SOCHI, SEP 29 (AGENCIES) | Publish Date: 9/29/2020 12:57:43 PM IST

 Lewis Hamilton has admitted he “may not always get it right” after accusing Formula 1 bosses of “trying to stop him” at the Russian Grand Prix, reports BBC Sports.

Hamilton lost the lead of the race as a result of a 10-second penalty for making two practice starts in the wrong place.
“I may not always react the way you want me to when tensions are high,” Hamilton posted on social media. 
“But I am only human and I am passionate about what I do.”
He went on: “I’ll take my lessons and keep fighting on to the next one. I may not always get it right in the face of adversity.”

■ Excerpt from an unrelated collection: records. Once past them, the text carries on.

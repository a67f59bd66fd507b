//! autopilot - Spec-driven project generation engine
//!
//! Turns a structured project spec into a tree of generated source files
//! using two external collaborators: a blueprint provider that plans the
//! file manifest and a content provider that writes each file. Generated
//! files can later be rewritten in place by a code optimizer.
//!
//! # Architecture
//!
//! - Project status is an append-only log of transitions; the current state
//!   is derived by replay
//! - A generation run walks an ordered task list; a failure generating one
//!   file is logged and skipped, anything else fails the run
//! - Every artifact read and write goes through one containment check
//!
//! # Modules
//!
//! - `adapters`: Provider traits and chat-completions backed providers
//! - `core`: Engine (StatusStore, AuditLog, PathGuard, Orchestrator, service)
//! - `domain`: Data structures (Project, Spec, Blueprint, LogEntry)
//! - `cli`: Command-line interface
//!
//! # Usage
//!
//! ```bash
//! autopilot new "Shop" --stack "React + FastAPI"
//! autopilot spec <project-id> spec.yaml
//! autopilot generate <project-id>
//! autopilot tree <project-id>
//! autopilot optimize <project-id> backend/main.py
//! ```

pub mod adapters;
pub mod cli;
pub mod config;
pub mod core;
pub mod domain;

// Re-export main types at crate root for convenience
pub use adapters::{
    BlueprintProvider, CodeOptimizer, ContentProvider, ContentRequest, OptimizeRequest,
    ProviderError,
};
pub use self::core::{GenerationError, GenerationService, Orchestrator};
pub use domain::{Blueprint, LogEntry, Project, ProjectStatus, Spec, SpecSource};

Hamilton was initially also given two penalty points on his licence for the incident, although these were later rescinded after Mercedes and Hamilton gave evidence that the team had instructed him that it was acceptable not to do his starts in the usual place.
Immediately after the race, Hamilton was asked whether he thought the penalty was excessive. He told Sky Sports: “It’s to be expected. They’re trying to stop me, aren’t they?”
A few minutes later, asked in the news conference for written media whether he felt F1 bosses really were trying to hold him back, Hamilton said: “I don’t necessarily think it’s for me.
“Whenever a team is at the front, they are under a lot of scrutiny. Everything we have on our car is being triple checked and triple checked. They are changing rules, such as the engine regs, lots of things to keep the racing exciting, I assume.
“I don’t know if the rules in terms of what happened today was anything to do with it, but naturally that’s how it feels. It feels we’re fighting uphill. But that’s OK. It’s not like I haven’t faced adversity before.”
In his message on social media on Tuesday, Hamilton said he was “learning and growing every day”.
Hamilton posted the message of his own volition, BBC Sport has been told. He had not been contacted by F1 bosses over his remarks. Hamilton went into the race 55 points - more than two clear wins - ahead of team-mate Valtteri Bottas in the World Championship.
Bottas won the race and cut Hamilton’s lead to 44 points with seven races remaining.
Drivers criticise penalty system
Although Hamilton’s penalty points were removed, the incident highlighted dissatisfaction among the drivers as to the manner in which the system is applied.
Hamilton, Red Bull’s Max Verstappen and Ferrari’s Sebastian Vettel all said that the points were being issued for the wrong reasons.
The penalty points system was introduced in a bid to stamp down on dangerous and reckless driving after current Haas driver Romain Grosjean was involved in a series of first-lap crashes in 2012.